To solve the problem of the non-majority electoral victory, Minnesota should adopt either a two-round runoff system or an instant runoff system.

A two-round runoff system would mean that, if no candidate attains an absolute majority on Election Day, the top two candidates would proceed to a second round soon afterward. The winner at the second round wins the office. Similar systems are in place in states and localities nationwide, including Louisiana and Georgia.

The other choice is instant runoff voting, or IRV. In IRV, voters mark their choices for any given office in order of preference. If their first choice is not among the top two vote-getters, their vote is redistributed to their second choice. For example, in this year’s Senate race, a voter could have marked Barkley as their first choice and Franken as their second choice. As Barkley ended up in third place, his votes would have moved to Franken and Coleman, depending on how individual voters marked their ballots. The end result would have been a majority victory for either Franken or Coleman. This would result in a faster victory for one candidate or the other, but tends to be more confusing than the two-round system.

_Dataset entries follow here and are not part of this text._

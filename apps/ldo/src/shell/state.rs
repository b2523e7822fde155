//! Shell view state.

use forum_client::{SearchPage, Topic, TopicFilter, TopicList};
use topic_pager::TopicPager;

/// The topic list the shell returns to with `cd ..`.
#[derive(Debug, Default)]
pub struct TopicListing {
    pub filter: TopicFilter,
    pub topics: Vec<Topic>,
    pub more: Option<String>,
}

impl TopicListing {
    pub fn new(filter: TopicFilter) -> Self {
        Self {
            filter,
            ..Self::default()
        }
    }

    /// Replace the contents with a fresh first page.
    pub fn reset(&mut self, page: TopicList) {
        self.topics.clear();
        self.more = None;
        self.append(page);
    }

    /// Append a continuation page, skipping topics already listed.
    pub fn append(&mut self, page: TopicList) -> usize {
        self.more = page.more_cursor().map(str::to_string);
        let before = self.topics.len();
        for topic in page.topic_list.topics {
            if !self.topics.iter().any(|t| t.id == topic.id) {
                self.topics.push(topic);
            }
        }
        self.topics.len() - before
    }

    /// Topic id at a 1-based list position.
    pub fn topic_id_at(&self, position: usize) -> Option<u64> {
        position
            .checked_sub(1)
            .and_then(|i| self.topics.get(i))
            .map(|t| t.id)
    }
}

/// What the shell is looking at. Each variant owns only what it needs.
pub enum BrowseView {
    TopicList,
    TopicDetail(TopicPager),
    Search(SearchPage),
}

impl BrowseView {
    /// Path-like description for `pwd`.
    pub fn location(&self, listing: &TopicListing) -> String {
        match self {
            BrowseView::TopicList => format!("/topics ({})", listing.filter),
            BrowseView::TopicDetail(pager) => {
                format!("/topics/{} - {}", pager.topic_id(), pager.detail().title)
            }
            BrowseView::Search(page) => format!("/search?q={}&page={}", page.query, page.page),
        }
    }

    /// Topic id at a 1-based position in the current list or search page.
    pub fn topic_id_at(&self, listing: &TopicListing, position: usize) -> Option<u64> {
        match self {
            BrowseView::Search(page) => position
                .checked_sub(1)
                .and_then(|i| page.results.get(i))
                .map(|r| r.topic_id),
            _ => listing.topic_id_at(position),
        }
    }

    pub fn pager(&self) -> Option<&TopicPager> {
        match self {
            BrowseView::TopicDetail(pager) => Some(pager),
            _ => None,
        }
    }

    pub fn pager_mut(&mut self) -> Option<&mut TopicPager> {
        match self {
            BrowseView::TopicDetail(pager) => Some(pager),
            _ => None,
        }
    }
}
//! Core error types shared by the workspace.

use thiserror::Error;

/// Core error type for configuration and filesystem setup.
#[derive(Error, Debug)]
pub enum CoreError {
    /// Configuration error
    #[error("Configuration error: {0}")]
    Config(String),

    /// A required environment variable is missing or empty
    #[error("Missing credential: environment variable {0} is not set")]
    MissingCredential(&'static str),

    /// IO error
    #[error("IO error: {0}")]
    Io(#[from] std::io::Error),

    /// URL parsing error
    #[error("Invalid URL: {0}")]
    InvalidUrl(#[from] url::ParseError),

    /// JSON serialization/deserialization error
    #[error("JSON error: {0}")]
    Json(#[from] serde_json::Error),

    /// Path error (e.g., home directory not found)
    #[error("Path error: {0}")]
    Path(String),
}

/// Result type alias using CoreError.
pub type CoreResult<T> = Result<T, CoreError>;
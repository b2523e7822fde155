//! Session construction state machine using rust-fsm.
//!
//! A client is only handed out once it reaches `Verified`. Every other
//! terminal path surfaces as an error from [`crate::ForumClient::connect`].
//!
//! ## State Diagram
//!
//! ```text
//! ┌─────────────────┐
//! │  Uninitialized  │ (initial)
//! └────────┬────────┘
//!          │ CheckCache                      SkipCache
//!          ▼                                     │
//! ┌─────────────────┐   CacheRejected   ┌────────▼────────┐
//! │   CacheCheck    │ ────────────────► │     Warmup      │
//! └────────┬────────┘                   └────────┬────────┘
//!          │ CacheVerified                       │ WarmupComplete / WarmupFailed
//!          │                                     ▼
//!          │                            ┌─────────────────┐
//!          │                            │      Login      │──► Failed
//!          │                            └────────┬────────┘  (LoginFailed)
//!          │                                     │ LoginSucceeded
//!          ▼                                     ▼
//! ┌──────────────────────────────────────────────────────┐
//! │                       Verified                       │
//! └──────────────────────────────────────────────────────┘
//! ```

use rust_fsm::*;
use serde::{Deserialize, Serialize};

state_machine! {
    #[derive(Debug, Clone, PartialEq, Eq)]
    pub session_machine(Uninitialized)

    Uninitialized => {
        CheckCache => CacheCheck,
        SkipCache => Warmup
    },
    CacheCheck => {
        // Cookies installed and one listing call succeeded
        CacheVerified => Verified,
        // Missing, stale, corrupt, or refused by the server
        CacheRejected => Warmup
    },
    Warmup => {
        WarmupComplete => Login,
        WarmupFailed => Failed
    },
    Login => {
        LoginSucceeded => Verified,
        LoginFailed => Failed
    }
}

pub use session_machine::Input as SessionMachineInput;
pub use session_machine::State as SessionMachineState;
pub use session_machine::StateMachine as SessionMachine;

/// Externally visible session state.
#[derive(Debug, Clone, Copy, PartialEq, Eq, Serialize, Deserialize)]
#[serde(rename_all = "snake_case")]
pub enum SessionState {
    Uninitialized,
    CacheCheck,
    Warmup,
    Login,
    Verified,
    Failed,
}

impl SessionState {
    pub fn is_authenticated(&self) -> bool {
        matches!(self, SessionState::Verified)
    }

    /// Returns true while construction is still in progress.
    pub fn is_transient(&self) -> bool {
        matches!(
            self,
            SessionState::CacheCheck | SessionState::Warmup | SessionState::Login
        )
    }
}

impl From<&SessionMachineState> for SessionState {
    fn from(state: &SessionMachineState) -> Self {
        match state {
            SessionMachineState::Uninitialized => SessionState::Uninitialized,
            SessionMachineState::CacheCheck => SessionState::CacheCheck,
            SessionMachineState::Warmup => SessionState::Warmup,
            SessionMachineState::Login => SessionState::Login,
            SessionMachineState::Verified => SessionState::Verified,
            SessionMachineState::Failed => SessionState::Failed,
        }
    }
}
//! Agent tunables.

use crate::{AgentError, AgentResult};
use std::time::Duration;

const DEFAULT_KEYWORDS: &[&str] = &["抽奖", "抽取"];

const DEFAULT_REPLY_PHRASES: &[&str] = &[
    "参与一下",
    "谢谢大佬",
    "参与参与",
    "感谢分享",
    "来了来了",
    "支持支持",
    "来参与一下",
    "参与一下，万一中了呢",
    "来了来了来了",
];

const DEFAULT_SUFFIXES: &[&str] = &["~", "！", "!", "～", "。", " 🙏", " 🎉", " 😄"];

/// Configuration for one agent instance.
///
/// Everything the scheduler reads is here; nothing is process-global, so
/// several agents (or tests) can run side by side with different pools.
#[derive(Debug, Clone)]
pub struct AgentConfig {
    /// Case-insensitive substrings that mark a lottery topic.
    pub keywords: Vec<String>,
    /// Base phrases a reply is built from.
    pub reply_phrases: Vec<String>,
    /// Emoji/punctuation endings appended to some replies.
    pub suffixes: Vec<String>,
    /// Chance of a single lowercase letter before the phrase.
    pub prefix_probability: f64,
    /// Chance of a suffix after the phrase.
    pub suffix_probability: f64,
    /// Time between scan cycles.
    pub check_interval: Duration,
    /// Listing pages fetched per cycle, first page included.
    pub max_pages: usize,
    /// Topics examined per cycle.
    pub max_topics: usize,
    /// Pause before each continuation page.
    pub page_delay: Duration,
    /// Reply queue capacity; excess candidates are dropped.
    pub queue_capacity: usize,
    /// Lower bound of the random pause before posting.
    pub reply_delay_min: Duration,
    /// Upper bound of the random pause before posting.
    pub reply_delay_max: Duration,
    /// Worker pause after a rate-limit rejection.
    pub rate_limit_cooldown: Duration,
    /// Local reply records older than this are pruned at startup.
    pub retention_days: i64,
    /// Scan the unread list first, falling back to latest.
    pub prefer_unread: bool,
    /// Merge the server's reply history into local state at startup.
    pub reconcile_history: bool,
}

impl Default for AgentConfig {
    fn default() -> Self {
        Self {
            keywords: to_strings(DEFAULT_KEYWORDS),
            reply_phrases: to_strings(DEFAULT_REPLY_PHRASES),
            suffixes: to_strings(DEFAULT_SUFFIXES),
            prefix_probability: 0.1,
            suffix_probability: 0.4,
            check_interval: Duration::from_secs(5 * 60),
            max_pages: 4,
            max_topics: 200,
            page_delay: Duration::from_secs(1),
            queue_capacity: 100,
            reply_delay_min: Duration::from_secs(10),
            reply_delay_max: Duration::from_secs(30),
            rate_limit_cooldown: Duration::from_secs(60),
            retention_days: 30,
            prefer_unread: true,
            reconcile_history: true,
        }
    }
}

fn to_strings(values: &[&str]) -> Vec<String> {
    values.iter().map(|s| s.to_string()).collect()
}

impl AgentConfig {
    pub fn validate(&self) -> AgentResult<()> {
        if self.keywords.iter().all(|k| k.trim().is_empty()) {
            return Err(AgentError::Config("at least one keyword is required".into()));
        }
        if self.reply_phrases.iter().all(|p| p.trim().is_empty()) {
            return Err(AgentError::Config("reply phrase pool is empty".into()));
        }
        for (name, p) in [
            ("prefix_probability", self.prefix_probability),
            ("suffix_probability", self.suffix_probability),
        ] {
            if !(0.0..=1.0).contains(&p) {
                return Err(AgentError::Config(format!("{} must be within 0..=1", name)));
            }
        }
        if self.suffix_probability > 0.0 && self.suffixes.is_empty() {
            return Err(AgentError::Config("suffix pool is empty".into()));
        }
        if self.reply_delay_min > self.reply_delay_max {
            return Err(AgentError::Config(
                "reply_delay_min must not exceed reply_delay_max".into(),
            ));
        }
        if self.check_interval.is_zero() {
            return Err(AgentError::Config("check_interval must be positive".into()));
        }
        if self.queue_capacity == 0 || self.max_pages == 0 || self.max_topics == 0 {
            return Err(AgentError::Config(
                "queue_capacity, max_pages and max_topics must be positive".into(),
            ));
        }
        Ok(())
    }
}
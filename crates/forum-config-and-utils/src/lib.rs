//! Configuration, paths, credentials and logging bootstrap shared by the
//! forum client, the lottery agent and the `ldo` CLI.

mod config;
mod credentials;
mod error;
mod logging;
mod paths;

pub use config::{Config, DEFAULT_BASE_URL, DEFAULT_LOG_LEVEL, DEFAULT_REQUEST_TIMEOUT_SECS};
pub use credentials::{Credentials, PASSWORD_ENV, USERNAME_ENV};
pub use error::{CoreError, CoreResult};
pub use logging::{init_logging, parse_level};
pub use paths::Paths;
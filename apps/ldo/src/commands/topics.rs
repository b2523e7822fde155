//! Topic listing commands.

use super::Context;
use crate::output::{self, OutputFormat};
use anyhow::Result;
use forum_client::{Topic, TopicFilter};

/// List topics, following continuation pages until `limit` is reached.
pub async fn topics(ctx: &Context, filter: TopicFilter, limit: usize, format: &OutputFormat) -> Result<()> {
    let mut list = ctx.client.list_topics(filter).await?;
    let mut topics: Vec<Topic> = list.topic_list.topics.clone();

    while topics.len() < limit {
        let Some(cursor) = list.more_cursor().map(str::to_string) else {
            break;
        };
        list = ctx.client.more_topics(&cursor).await?;
        if list.topics().is_empty() {
            break;
        }
        topics.extend(list.topic_list.topics.iter().cloned());
    }
    topics.truncate(limit);

    match format {
        OutputFormat::Text => print_topics(&topics, &filter, limit, list.more_cursor().is_some()),
        OutputFormat::Json => output::print_json(&topics)?,
    }
    Ok(())
}

/// Numbered topic table, shared with the shell's `ls`.
pub fn print_topics(topics: &[Topic], filter: &TopicFilter, limit: usize, has_more: bool) {
    if topics.is_empty() {
        println!("No topics loaded");
        return;
    }

    println!("Topics ({}):", filter);
    output::print_divider();
    for (i, topic) in topics.iter().take(limit).enumerate() {
        let mut flags = String::new();
        if topic.pinned {
            flags.push_str("[pinned] ");
        }
        if topic.closed {
            flags.push_str("[closed] ");
        }
        let title = output::truncate(&format!("{}{}", flags, topic.title), 50);
        println!(
            "{:>3}. {:<50}  Replies: {:>4}  Views: {:>6}",
            i + 1,
            title,
            topic.reply_count,
            topic.views
        );
    }
    output::print_divider();

    print!("Total: {} topics loaded", topics.len());
    if has_more {
        print!(" (use 'more' to load more)");
    }
    println!();
}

Whichever choice is made, electoral reform is needed in Minnesota. We cannot have our elected officials take office without the election results being anything but the best representation of the voters’ choice.

Nick Hannula grew up in Duluth, graduating from Denfeld High School in 2006. He’s a senior at Concordia College in Moorhead, Minn., double-majoring in political science and economics. He interned this summer in the Washington, D.C., office of U.S. Rep. Jim Oberstar and worked this fall as campus organizer at Concordia for the Barack Obama campaign.